- 1965 Program cover
- Date: December 11, 1965
- Season: 1965
- Stadium: Horace Jones Field
- Location: Murfreesboro, Tennessee
- Attendance: 12,000

= 1965 Grantland Rice Bowl =

The 1965 Grantland Rice Bowl was an NCAA College Division game following the 1965 season, between the Ball State Cardinals and the Tennessee A&I Tigers. Ball State quarterback Frank Houk was named the game's most outstanding player.

==Notable participants==
Multiple players from Tennessee A&I were selected in the 1966 NFL draft – wide receiver Willie Walker, defensive tackle Franklin McRae, wide receiver Johnnie Robinson, and guard Jim Carer. Ball State running back Jim Todd was also selected.
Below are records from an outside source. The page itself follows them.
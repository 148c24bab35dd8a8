// Copyright 2026 Phillip Cloud
// Licensed under the Apache License, Version 2.0

mod config;
mod logging;
mod runtime;

use anyhow::{Context, Result, bail};
use config::Config;
use runtime::{SharedSource, SourceRuntime};
use sheetboard_app::BoardState;
use sheetboard_app::dates::local_now;
use std::env;
use std::path::PathBuf;
use std::sync::Arc;
use tracing::info;

const DEMO_SEED: u64 = 42;

fn main() {
    if let Err(error) = run() {
        eprintln!("{error:#}");
        std::process::exit(1);
    }
}

fn run() -> Result<()> {
    let options = parse_cli_args(env::args().skip(1), Config::default_path()?)?;
    if options.show_help {
        print_help();
        return Ok(());
    }

    if options.print_config_path {
        println!("{}", options.config_path.display());
        return Ok(());
    }

    if options.print_example {
        print!("{}", Config::example_config(&options.config_path));
        return Ok(());
    }

    let config = Config::load(&options.config_path).with_context(|| {
        format!(
            "load config {}; run `sheetboard --print-example-config` to generate a template",
            options.config_path.display()
        )
    })?;

    let (views, source) = if options.demo {
        let source: SharedSource = Arc::new(sheetboard_testkit::FixtureSource::demo(
            DEMO_SEED,
            local_now(),
        ));
        (sheetboard_testkit::demo_views(), source)
    } else {
        let client = sheetboard_gviz::Client::new(
            config.base_url(),
            &config.sheet_id()?,
            config.timeout()?,
        )
        .with_context(|| {
            format!(
                "invalid [source] config in {}; fix sheet_id/base_url/timeout values",
                options.config_path.display()
            )
        })?;
        let source: SharedSource = Arc::new(client);
        (config.view_configs()?, source)
    };
    let timing = config.timing()?;
    if options.check_only {
        return Ok(());
    }

    if options.dump {
        logging::init_to_stderr()?;
    } else {
        logging::init_to_file(&config.log_file()?)?;
    }
    info!(
        views = views.len(),
        demo = options.demo,
        config = %options.config_path.display(),
        "starting sheetboard"
    );

    let mut state = BoardState::new(
        config.title(),
        views,
        config.layout(),
        config.scroll_rows_per_second(),
    );
    let mut runtime = SourceRuntime::new(source);

    if options.dump {
        print!("{}", runtime::dump(&mut state, &mut runtime));
        if let Some(error) = &state.last_error {
            bail!("refresh failed: {error}");
        }
        return Ok(());
    }

    sheetboard_tui::run_app(&mut state, &mut runtime, timing)
}

#[derive(Debug, Clone, PartialEq, Eq)]
struct CliOptions {
    config_path: PathBuf,
    print_config_path: bool,
    demo: bool,
    dump: bool,
    print_example: bool,
    check_only: bool,
    show_help: bool,
}

fn parse_cli_args<I, S>(args: I, default_config_path: PathBuf) -> Result<CliOptions>
where
    I: IntoIterator<Item = S>,
    S: AsRef<str>,
{
    let mut options = CliOptions {
        config_path: default_config_path,
        print_config_path: false,
        demo: false,
        dump: false,
        print_example: false,
        check_only: false,
        show_help: false,
    };

    let mut iter = args.into_iter();
    while let Some(arg) = iter.next() {
        match arg.as_ref() {
            "--config" => {
                let value = iter
                    .next()
                    .ok_or_else(|| anyhow::anyhow!("--config requires a file path"))?;
                options.config_path = PathBuf::from(value.as_ref());
            }
            "--print-config-path" => {
                options.print_config_path = true;
            }
            "--print-example-config" => {
                options.print_example = true;
            }
            "--demo" => {
                options.demo = true;
            }
            "--dump" => {
                options.dump = true;
            }
            "--check" => {
                options.check_only = true;
            }
            "--help" | "-h" => {
                options.show_help = true;
            }
            unknown => {
                return Err(anyhow::anyhow!(
                    "unknown argument {unknown:?}; run with --help to see supported options"
                ));
            }
        }
    }

    Ok(options)
}

fn print_help() {
    println!("sheetboard");
    println!("  --config <path>          Use a specific config path");
    println!("  --print-config-path      Print resolved config path");
    println!("  --print-example-config   Print a config template");
    println!("  --demo                   Show generated demo tables instead of a live sheet");
    println!("  --dump                   Refresh once, print every view as text, and exit");
    println!("  --check                  Validate config and source settings");
    println!("  --help                   Show this help");
}

#[cfg(test)]
mod tests {
    use super::{CliOptions, parse_cli_args};
    use anyhow::Result;
    use std::path::PathBuf;

    fn default_options_path() -> PathBuf {
        PathBuf::from("/tmp/sheetboard-config.toml")
    }

    #[test]
    fn parse_cli_args_defaults_to_provided_config_path() -> Result<()> {
        let options = parse_cli_args(Vec::<String>::new(), default_options_path())?;
        assert_eq!(
            options,
            CliOptions {
                config_path: default_options_path(),
                print_config_path: false,
                demo: false,
                dump: false,
                print_example: false,
                check_only: false,
                show_help: false,
            }
        );
        Ok(())
    }

    #[test]
    fn parse_cli_args_sets_config_path_override() -> Result<()> {
        let options = parse_cli_args(
            vec!["--config", "/custom/config.toml"],
            default_options_path(),
        )?;
        assert_eq!(options.config_path, PathBuf::from("/custom/config.toml"));
        Ok(())
    }

    #[test]
    fn parse_cli_args_errors_for_missing_config_value() {
        let error = parse_cli_args(vec!["--config"], default_options_path())
            .expect_err("missing config value should fail");
        assert!(error.to_string().contains("--config requires a file path"));
    }

    #[test]
    fn parse_cli_args_errors_for_unknown_argument() {
        let error = parse_cli_args(vec!["--wat"], default_options_path())
            .expect_err("unknown arg should fail");
        let message = error.to_string();
        assert!(message.contains("unknown argument"));
        assert!(message.contains("--help"));
    }

    #[test]
    fn parse_cli_args_sets_print_and_check_flags() -> Result<()> {
        let options = parse_cli_args(
            vec!["--print-config-path", "--print-example-config", "--check"],
            default_options_path(),
        )?;
        assert!(options.print_config_path);
        assert!(!options.demo);
        assert!(options.print_example);
        assert!(options.check_only);
        assert!(!options.show_help);
        Ok(())
    }

    #[test]
    fn parse_cli_args_sets_demo_and_dump_flags() -> Result<()> {
        let options = parse_cli_args(vec!["--demo", "--dump"], default_options_path())?;
        assert!(options.demo);
        assert!(options.dump);
        assert!(!options.print_config_path);
        Ok(())
    }

    #[test]
    fn parse_cli_args_sets_help_flag_for_long_and_short_variants() -> Result<()> {
        let long = parse_cli_args(vec!["--help"], default_options_path())?;
        assert!(long.show_help);

        let short = parse_cli_args(vec!["-h"], default_options_path())?;
        assert!(short.show_help);
        Ok(())
    }
}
Tennessee A&I players selected in later drafts include running back Bill Tucker and return specialist Noland Smith in the 1967 NFL/AFL draft, also defensive end Claude Humphrey and quarterback Eldridge Dickey in the 1968 NFL/AFL draft. Humphrey was inducted to the Pro Football Hall of Fame in 2014. Ball State quarterback Frank Houk was a 1985–86 inductee to his university's hall of fame.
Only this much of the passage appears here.